▸ **DATASET RECORDS**:

_ _ _

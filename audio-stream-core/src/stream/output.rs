//! Playback stream: pulls samples from a [`SampleProducer`] on every callback.

use std::sync::atomic::{AtomicBool, Ordering};
use std::sync::Arc;

use crate::models::config::PlaybackConfig;
use crate::models::error::StreamError;
use crate::models::state::StreamState;
use crate::processing::buffer_view::{InputBuffer, OutputBuffer};
use crate::session::thread_guard::ThreadGuard;
use crate::traits::audio_stream::AudioStream;
use crate::traits::driver::{
    AudioDriver, ChannelParameters, DriverStream, StreamCallback, StreamParameters, StreamSignal,
};
use crate::traits::sample_producer::SampleProducer;

struct OutputShared {
    started: AtomicBool,
    disposed: AtomicBool,
}

struct OutputCallback {
    shared: Arc<OutputShared>,
    producer: SampleProducer,
    scratch: Vec<f32>,
}

impl StreamCallback for OutputCallback {
    fn on_audio_buffer(&mut self, _input: InputBuffer<'_>, mut output: OutputBuffer<'_>) -> StreamSignal {
        let shared = &self.shared;
        if shared.disposed.load(Ordering::Acquire) || !shared.started.load(Ordering::Acquire) {
            output.silence();
            return StreamSignal::Abort;
        }

        // Scratch length is a whole number of frames, so every chunk is too.
        for chunk in output.interleaved_mut().chunks_mut(self.scratch.len()) {
            let scratch = &mut self.scratch[..chunk.len()];
            scratch.fill(0.0);
            (self.producer)(scratch);
            chunk.copy_from_slice(scratch);
        }
        StreamSignal::Continue
    }
}

/// Owns one playback stream on one device.
pub struct OutputStreamController<D: AudioDriver> {
    driver: Arc<D>,
    config: PlaybackConfig,
    producer: SampleProducer,
    shared: Arc<OutputShared>,
    stream: Option<D::Stream>,
    state: StreamState,
    guard: ThreadGuard,
}

impl<D: AudioDriver> OutputStreamController<D> {
    pub fn new(driver: Arc<D>, config: PlaybackConfig, producer: SampleProducer) -> Result<Self, StreamError> {
        config.validate()?;
        Ok(Self {
            driver,
            config,
            producer,
            shared: Arc::new(OutputShared {
                started: AtomicBool::new(false),
                disposed: AtomicBool::new(false),
            }),
            stream: None,
            state: StreamState::Created,
            guard: ThreadGuard::current(),
        })
    }

    pub fn config(&self) -> &PlaybackConfig {
        &self.config
    }

    pub fn producer(&self) -> &SampleProducer {
        &self.producer
    }

    pub fn is_playing(&self) -> bool {
        self.state.is_started()
    }

    fn stream_parameters(&self) -> StreamParameters {
        StreamParameters {
            input: None,
            output: Some(ChannelParameters {
                device: self.config.device.global_device_index,
                channel_count: self.config.channel_count,
                suggested_latency: self.config.device.default_low_output_latency,
            }),
            sample_rate: self.config.sample_rate,
            frames_per_period: self.config.frames_per_period,
        }
    }

    fn teardown(&mut self) -> Result<(), StreamError> {
        self.shared.started.store(false, Ordering::Release);
        let Some(mut stream) = self.stream.take() else {
            return Ok(());
        };
        let stopped = stream.stop();
        let closed = stream.close();
        log::info!("Closed playback stream on {}", self.config.device);
        stopped?;
        closed?;
        Ok(())
    }
}

impl<D: AudioDriver> AudioStream for OutputStreamController<D> {
    fn start(&mut self) -> Result<(), StreamError> {
        self.guard.check()?;
        if !self.state.can_start() {
            return Ok(());
        }

        let callback = Box::new(OutputCallback {
            shared: Arc::clone(&self.shared),
            producer: Arc::clone(&self.producer),
            scratch: vec![0.0; self.config.period_samples()],
        });
        let mut stream = self.driver.open_stream(&self.stream_parameters(), callback)?;

        self.shared.started.store(true, Ordering::Release);
        if let Err(e) = stream.start() {
            self.shared.started.store(false, Ordering::Release);
            if let Err(close_err) = stream.close() {
                log::warn!("Closing failed playback stream: {}", close_err);
            }
            return Err(e.into());
        }

        log::info!(
            "Started playback on {} ({} ch @ {} Hz)",
            self.config.device,
            self.config.channel_count,
            self.config.sample_rate
        );
        self.stream = Some(stream);
        self.state = StreamState::Started;
        Ok(())
    }

    fn stop(&mut self) -> Result<(), StreamError> {
        self.guard.check()?;
        if !self.state.is_started() {
            return Ok(());
        }
        self.state = StreamState::Stopped;
        self.teardown()
    }

    fn is_running(&self) -> bool {
        self.state.is_started()
    }

    fn dispose(&mut self) -> Result<(), StreamError> {
        self.guard.check()?;
        if self.state.is_disposed() {
            return Ok(());
        }
        self.shared.disposed.store(true, Ordering::Release);
        self.state = StreamState::Disposed;
        self.teardown()
    }

    fn state(&self) -> StreamState {
        self.state
    }
}

impl<D: AudioDriver> Drop for OutputStreamController<D> {
    fn drop(&mut self) {
        if self.state.is_disposed() {
            return;
        }
        self.shared.disposed.store(true, Ordering::Release);
        self.state = StreamState::Disposed;
        if let Err(e) = self.teardown() {
            log::warn!("Dropping playback stream on {}: {}", self.config.device, e);
        }
    }
}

_ _ _

▸ **WORK ORDER**:
Find each line in the material above that carries the string "crate", and copy it.

▸ **FINISHED EXERCISE**:
use crate::models::config::PlaybackConfig;
use crate::models::error::StreamError;
use crate::models::state::StreamState;
use crate::processing::buffer_view::{InputBuffer, OutputBuffer};
use crate::session::thread_guard::ThreadGuard;
use crate::traits::audio_stream::AudioStream;
use crate::traits::driver::{
use crate::traits::sample_producer::SampleProducer;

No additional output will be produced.